Psyke.org

Highclass

Copyright, Highclass

I’m a 17 year old girl. I started cutting myself when I was 14. My father used to drink a lot. It gave me a strange feeling inside myself. Before I knew it, I was sitting there cutting myself, because I couldn’t stand this feeling/pain. My mom said she was gonna put me in a mental hospital if I didn’t stop. All I wanted was her to understand it, and help me through it. She was always mad at me, and I just got worse. A few months went by, and I stopped, because I didn’t want my mom to tell my docter. One and a half year later I went to a continuation school. Everything was great, but then I started cutting myself all over again. I started thinking about my past. Not just the cutting, but also all the sleeping around, mariuhana, and drinking. I did those things to forget about my mom and dad. My teacher found out and told my parents. I was forced to go to a doctor I hate once a week. All I wanted was a therapist! Someone who could understand where I was coming from!

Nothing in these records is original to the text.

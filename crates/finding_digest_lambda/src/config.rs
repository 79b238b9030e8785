use std::fmt::Display;
use std::str::FromStr;

use crate::runtime::settings::ModelSettings;

pub const TOPIC_ARN_VAR: &str = "SNS_TOPIC_ARN";
pub const MODEL_ID_VAR: &str = "BEDROCK_MODEL_ID";
pub const MAX_TOKENS_VAR: &str = "BEDROCK_MAX_TOKENS";
pub const TEMPERATURE_VAR: &str = "BEDROCK_TEMPERATURE";
pub const TOP_P_VAR: &str = "BEDROCK_TOP_P";
pub const REPORT_FAILURES_VAR: &str = "REPORT_BATCH_ITEM_FAILURES";

#[derive(Debug, Clone, PartialEq, Eq, thiserror::Error)]
pub enum ConfigError {
    #[error("{0} must be configured")]
    Missing(&'static str),

    #[error("{name} has invalid value '{value}': {reason}")]
    Invalid {
        name: &'static str,
        value: String,
        reason: String,
    },
}

/// Function configuration, read once per cold start.
#[derive(Debug, Clone, PartialEq)]
pub struct DigestConfig {
    pub topic_arn: String,
    pub model: ModelSettings,
    pub report_batch_item_failures: bool,
}

impl DigestConfig {
    pub fn new(topic_arn: impl Into<String>) -> Self {
        Self {
            topic_arn: topic_arn.into(),
            model: ModelSettings::default(),
            report_batch_item_failures: false,
        }
    }

    pub fn from_env() -> Result<Self, ConfigError> {
        Self::from_lookup(|name| std::env::var(name).ok())
    }

    pub fn from_lookup(lookup: impl Fn(&str) -> Option<String>) -> Result<Self, ConfigError> {
        let topic_arn =
            non_empty(&lookup, TOPIC_ARN_VAR).ok_or(ConfigError::Missing(TOPIC_ARN_VAR))?;

        let defaults = ModelSettings::default();
        let model_id = non_empty(&lookup, MODEL_ID_VAR).unwrap_or(defaults.model_id);
        let max_tokens = parse_var(&lookup, MAX_TOKENS_VAR, defaults.max_tokens)?;
        if max_tokens == 0 {
            return Err(invalid(MAX_TOKENS_VAR, "0", "must be positive"));
        }
        let temperature = parse_unit_interval(&lookup, TEMPERATURE_VAR, defaults.temperature)?;
        let top_p = parse_unit_interval(&lookup, TOP_P_VAR, defaults.top_p)?;

        let report_batch_item_failures = match non_empty(&lookup, REPORT_FAILURES_VAR) {
            Some(raw) => parse_flag(REPORT_FAILURES_VAR, &raw)?,
            None => false,
        };

        Ok(Self {
            topic_arn,
            model: ModelSettings {
                model_id,
                max_tokens,
                temperature,
                top_p,
            },
            report_batch_item_failures,
        })
    }
}

fn non_empty(lookup: &impl Fn(&str) -> Option<String>, name: &str) -> Option<String> {
    lookup(name)
        .map(|value| value.trim().to_string())
        .filter(|value| !value.is_empty())
}

fn parse_var<T>(
    lookup: &impl Fn(&str) -> Option<String>,
    name: &'static str,
    default: T,
) -> Result<T, ConfigError>
where
    T: FromStr,
    T::Err: Display,
{
    match non_empty(lookup, name) {
        Some(raw) => raw
            .parse()
            .map_err(|error: T::Err| invalid(name, &raw, error.to_string())),
        None => Ok(default),
    }
}

fn parse_unit_interval(
    lookup: &impl Fn(&str) -> Option<String>,
    name: &'static str,
    default: f64,
) -> Result<f64, ConfigError> {
    let value: f64 = parse_var(lookup, name, default)?;
    if !(0.0..=1.0).contains(&value) {
        return Err(invalid(name, &value.to_string(), "must be between 0 and 1"));
    }
    Ok(value)
}

fn parse_flag(name: &'static str, raw: &str) -> Result<bool, ConfigError> {
    match raw.to_ascii_lowercase().as_str() {
        "true" | "1" | "yes" => Ok(true),
        "false" | "0" | "no" => Ok(false),
        _ => Err(invalid(name, raw, "expected true or false")),
    }
}

fn invalid(name: &'static str, value: &str, reason: impl Into<String>) -> ConfigError {
    ConfigError::Invalid {
        name,
        value: value.to_string(),
        reason: reason.into(),
    }
}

I haven’t been cutting myself for a little less than a year now. My life is perfect. But a few week ago I started again. This time I don’t know why. I went to see my doctor, and she told me I was sexually abused when I was about 4-5 years old. I can’t remember it, but I know who the guy who abused me is. It’s my cousins grandfather. She told me that the abuse was the reason why I always was cutting myself. Finally I got a therapist, and I’m getting help. I’m thinking about telling the police about it, but it’s kinda hard, because I live in a very small town in the Faroe Islands, and no one will belive my story. My therapist puts me in hypnosis, so I can get my memories back. I think someone should help us “cutters” in the Faroe Islands! We have no one to turn to.

I hope you “cutters” out there are trying to get some help. Good luck.